Anne Almoney for DI Tall Ship
Schooner Huron Jewel at sunset, Fourth of July 2019

When the tall, bearded sailing ship captain danced into her life late in 2009, Julie McKay was ready to be swept off her feet. McKay, a massage therapist, was living near Baltimore when she flirted with Hugh Covert at a contra dance at an old stone church one evening.

Over the sound of Celtic fiddle music, Julie learned just enough about Hugh to “almost say ‘yes, I’ll marry you’” within a few minutes of meeting him, she recalled, a decade later.

Over the next few years she quit her job to follow Hugh to Drummond Island, one of the remotest corners of upper Michigan, and opened — then closed — a massage practice there after Hugh decided to finally make good on a longstanding dream: building a tall ship from scratch and launching a business to take tourists on trips as short as two hours and as long as two weeks.

As for so many small-business owners, their journey has been a seven-day-a-week labor of love. And as for so many who chase dreams, the payoff was uncertain. Despite that, Julie — now Julie Covert, aged 51 — and Hugh, 59, had just hit their stride.

Open barely a year and a half, they were hoping for a profitable 2020. Then the coronavirus crisis exploded. Now, like so many Americans, they’re in an unfamiliar place: scrambling for scarce resources in the aftermath of a global trauma.

“We are falling through the cracks,” Julie said.


DI Tall Ship
2016: Julie and Hugh take a break after planking the schooner hull

When the couple set out to build the schooner in 2014, they assumed it would take Hugh, working full-time, one year to complete the project. Instead it took three. Julie closed her massage practice and joined him full-time at the year-and-a-half mark, and the couple also had a rotating cast of volunteers.

“We christened her in June 2018, put the mast in at the beginning of August and sailed through September that year,” Julie said. The ship’s name is Schooner Huron Jewel — H for Hugh, J for Julie.

A reality of life in a northern town is the short season: Memorial Day through September. But the company got off to a solid start, and in 2019 were already seeing repeat customers. In December, people bought gift certificates for the year ahead, and through the winter Julie had bookings. She even made plans to bring aboard three summer deckhands, the company’s first employees.

“We were really looking forward to an even better year ahead,” she said.

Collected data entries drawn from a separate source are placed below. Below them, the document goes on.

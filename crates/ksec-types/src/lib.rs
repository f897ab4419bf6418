//! Shared types for ksec
//!
//! This crate contains the secret model and the error taxonomy used across
//! the ksec crates.

mod error;

use std::collections::BTreeMap;

use k8s_openapi::ByteString;
use k8s_openapi::api::core::v1::Secret as SecretResource;
use k8s_openapi::apimachinery::pkg::apis::meta::v1::ObjectMeta;

pub use error::{Error, Result};

// ============================================================================
// Secret Types
// ============================================================================

/// Key to raw value mapping held by a secret, sorted by key
pub type SecretData = BTreeMap<String, Vec<u8>>;

/// A namespaced Kubernetes secret
///
/// Wraps the full API object so metadata the tool never touches (labels,
/// annotations, owner references, type) is sent back unchanged on update.
#[derive(Clone, Debug, PartialEq)]
pub struct Secret {
    resource: SecretResource,
}

impl Secret {
    pub fn new(namespace: impl Into<String>, name: impl Into<String>, data: SecretData) -> Self {
        let mut secret = Self {
            resource: SecretResource {
                metadata: ObjectMeta {
                    name: Some(name.into()),
                    namespace: Some(namespace.into()),
                    ..Default::default()
                },
                ..Default::default()
            },
        };
        secret.set_data(data);
        secret
    }

    /// Secret name
    pub fn name(&self) -> &str {
        self.resource.metadata.name.as_deref().unwrap_or_default()
    }

    /// Namespace the secret lives in
    pub fn namespace(&self) -> &str {
        self.resource.metadata.namespace.as_deref().unwrap_or_default()
    }

    /// Opaque version token used for optimistic concurrency
    pub fn resource_version(&self) -> Option<&str> {
        self.resource.metadata.resource_version.as_deref()
    }

    pub fn set_resource_version(&mut self, version: impl Into<String>) {
        self.resource.metadata.resource_version = Some(version.into());
    }

    /// Copy of the data mapping
    pub fn data(&self) -> SecretData {
        self.resource
            .data
            .iter()
            .flatten()
            .map(|(k, v)| (k.clone(), v.0.clone()))
            .collect()
    }

    /// Value stored under `key`, if any
    pub fn get(&self, key: &str) -> Option<&[u8]> {
        self.resource
            .data
            .as_ref()
            .and_then(|data| data.get(key))
            .map(|v| v.0.as_slice())
    }

    /// Insert or overwrite a single key
    pub fn insert(&mut self, key: impl Into<String>, value: impl Into<Vec<u8>>) {
        self.resource
            .data
            .get_or_insert_with(BTreeMap::new)
            .insert(key.into(), ByteString(value.into()));
    }

    /// Replace the whole data mapping
    pub fn set_data(&mut self, data: SecretData) {
        self.resource.data = Some(
            data.into_iter()
                .map(|(k, v)| (k, ByteString(v)))
                .collect(),
        );
        // stringData is write-only and would be merged over data by the API server
        self.resource.string_data = None;
    }

    /// Underlying API object
    pub fn as_resource(&self) -> &SecretResource {
        &self.resource
    }
}

impl From<SecretResource> for Secret {
    fn from(resource: SecretResource) -> Self {
        Self { resource }
    }
}

#[cfg(test)]
mod tests {
    use super::*;

    fn sample() -> Secret {
        let mut data = SecretData::new();
        data.insert("user".to_string(), b"alice".to_vec());
        Secret::new("core", "db-pass", data)
    }

    #[test]
    fn test_new_secret_identity() {
        let secret = sample();
        assert_eq!(secret.name(), "db-pass");
        assert_eq!(secret.namespace(), "core");
        assert_eq!(secret.resource_version(), None);
        assert_eq!(secret.get("user"), Some(b"alice".as_slice()));
    }

    #[test]
    fn test_insert_and_replace_data() {
        let mut secret = sample();
        secret.insert("pass", "newpass");
        assert_eq!(secret.data().len(), 2);

        let mut replacement = SecretData::new();
        replacement.insert("token".to_string(), b"abc".to_vec());
        secret.set_data(replacement.clone());
        assert_eq!(secret.data(), replacement);
        assert_eq!(secret.get("user"), None);
    }

    #[test]
    fn test_missing_data_is_empty() {
        let secret = Secret::from(SecretResource::default());
        assert!(secret.data().is_empty());
        assert_eq!(secret.name(), "");
    }

    #[test]
    fn test_set_data_keeps_metadata() {
        let mut resource = sample().as_resource().clone();
        resource.type_ = Some("kubernetes.io/basic-auth".to_string());
        resource.string_data = Some(BTreeMap::from([("x".to_string(), "y".to_string())]));
        let mut secret = Secret::from(resource);
        secret.set_resource_version("42");

        secret.set_data(SecretData::new());

        let resource = secret.as_resource();
        assert_eq!(resource.type_.as_deref(), Some("kubernetes.io/basic-auth"));
        assert_eq!(resource.metadata.resource_version.as_deref(), Some("42"));
        assert!(resource.string_data.is_none());
    }
}
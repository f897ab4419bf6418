use std::io::Write;

use ksec_edit::{EditOptions, EditOutcome, EditWorkflow, Editor, Selector};
use ksec_k8s::SecretStore;
use ksec_types::Result;

use super::resolve_secret_name;

/// Open a secret in the editor and apply the result
pub async fn run<S, L, E, W>(
    store: &S,
    namespace: &str,
    name: Option<String>,
    selector: Option<&L>,
    editor: &E,
    options: EditOptions,
    out: &mut W,
) -> Result<EditOutcome>
where
    S: SecretStore,
    L: Selector,
    E: Editor,
    W: Write,
{
    let name = resolve_secret_name(store, namespace, name, selector).await?;
    EditWorkflow::new(store, editor, options)
        .run(namespace, &name, out)
        .await
}
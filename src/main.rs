use std::io;
use std::path::PathBuf;
use std::process::ExitCode;

use anyhow::{Context, Result};
use clap::{Parser, Subcommand};
use tracing::Level;

use ksec_edit::{EditOptions, ExternalEditor, FzfSelector};
use ksec_k8s::KubeSecretStore;

mod commands;
mod config;

use config::{FileConfig, Overrides, Settings};

/// Ksec - A CLI tool to work with Kubernetes secrets
///
/// The kubeconfig can be passed with --kubeconfig or through the KUBECONFIG
/// environment variable (the flag takes precedence).
#[derive(Parser, Debug)]
#[command(name = "ksec")]
#[command(author, version, about, long_about)]
struct Args {
    #[command(subcommand)]
    command: Command,

    /// Namespace of the secret [default: "default"]
    #[arg(short, long, global = true)]
    namespace: Option<String>,

    /// Path to the kubeconfig file
    #[arg(long, global = true, value_name = "PATH")]
    kubeconfig: Option<PathBuf>,

    /// Kubeconfig context to use instead of the current one
    #[arg(long, global = true)]
    context: Option<String>,

    /// Config file (defaults to $KSEC_CONFIG or <config dir>/ksec/config.toml)
    #[arg(long, global = true, value_name = "PATH")]
    config: Option<PathBuf>,

    /// Increase log verbosity (-v info, -vv debug, -vvv trace)
    #[arg(short, long, global = true, action = clap::ArgAction::Count)]
    verbose: u8,
}

#[derive(Subcommand, Debug)]
enum Command {
    /// Retrieve secret data in human-readable format
    ///
    /// Without a name, and with fzf installed, the secret is picked interactively.
    #[command(visible_alias = "r")]
    Read {
        /// Secret name
        name: Option<String>,
    },

    /// Write a key/value pair to secret data
    ///
    /// Overwriting an existing, different value asks for confirmation.
    #[command(visible_alias = "w")]
    Write {
        /// Secret name
        name: String,
        /// Data key
        key: String,
        /// New value
        value: String,
    },

    /// Edit secret data in your default editor
    ///
    /// WARNING: the secret data is replaced with the content saved in the editor.
    #[command(visible_alias = "e")]
    Edit {
        /// Secret name
        name: Option<String>,

        /// Back up the secret data before updating
        #[arg(short, long)]
        backup: bool,
    },
}

#[tokio::main(flavor = "current_thread")]
async fn main() -> ExitCode {
    let args = Args::parse();

    init_tracing(args.verbose);

    match run_app(args).await {
        Ok(()) => ExitCode::SUCCESS,
        Err(e) => {
            eprintln!("Error: {:#}", e);
            ExitCode::FAILURE
        }
    }
}

fn init_tracing(verbose: u8) {
    let level = match verbose {
        0 => Level::WARN,
        1 => Level::INFO,
        2 => Level::DEBUG,
        _ => Level::TRACE,
    };

    tracing_subscriber::fmt()
        .with_env_filter(
            tracing_subscriber::EnvFilter::from_default_env().add_directive(level.into()),
        )
        .with_writer(std::io::stderr)
        .init();
}

async fn run_app(args: Args) -> Result<()> {
    let config_path = args
        .config
        .clone()
        .or_else(|| std::env::var_os("KSEC_CONFIG").map(PathBuf::from));
    let file = FileConfig::load(config_path.as_deref())?;

    let overrides = Overrides {
        namespace: args.namespace,
        kubeconfig: args.kubeconfig,
        context: args.context,
    };
    let kubeconfig_env = std::env::var_os("KUBECONFIG");
    let settings = Settings::resolve(overrides, kubeconfig_env.as_deref(), file)?;

    let store = KubeSecretStore::connect(&settings.kubeconfig, settings.context.as_deref())
        .await
        .context("Failed to connect to the cluster")?;

    let selector = FzfSelector::detect().map(|fzf| {
        fzf.with_prompt(settings.selector_prompt.as_str())
            .with_height(settings.selector_height.as_str())
    });

    let mut out = io::stdout().lock();
    let namespace = settings.namespace.as_str();

    match args.command {
        Command::Read { name } => {
            commands::read::run(&store, namespace, name, selector.as_ref(), &mut out).await?;
        }
        Command::Write { name, key, value } => {
            let mut input = io::stdin().lock();
            commands::write::run(&store, namespace, &name, &key, &value, &mut input, &mut out)
                .await?;
        }
        Command::Edit { name, backup } => {
            let editor = ExternalEditor::from_env(settings.editor.as_deref());
            let options = EditOptions {
                backup: backup || settings.backup,
                backup_dir: settings.backup_dir.clone(),
            };
            commands::edit::run(
                &store,
                namespace,
                name,
                selector.as_ref(),
                &editor,
                options,
                &mut out,
            )
            .await?;
        }
    }

    Ok(())
}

Until early March, that is.

The phone stopped ringing. And by April, the first cancellations were rolling in. “I’m thinking, okay, where am I going to come up with that refund money?” Julie said.

Related: These small-business owners made their dreams come true — and then the coronavirus hit

The couple’s big expenses are insurance for about $5,500, dockage fees at about $1200 each month, fuel and licensing fees, such as for the food they serve on the boat. But they also took out a business loan to build the boat.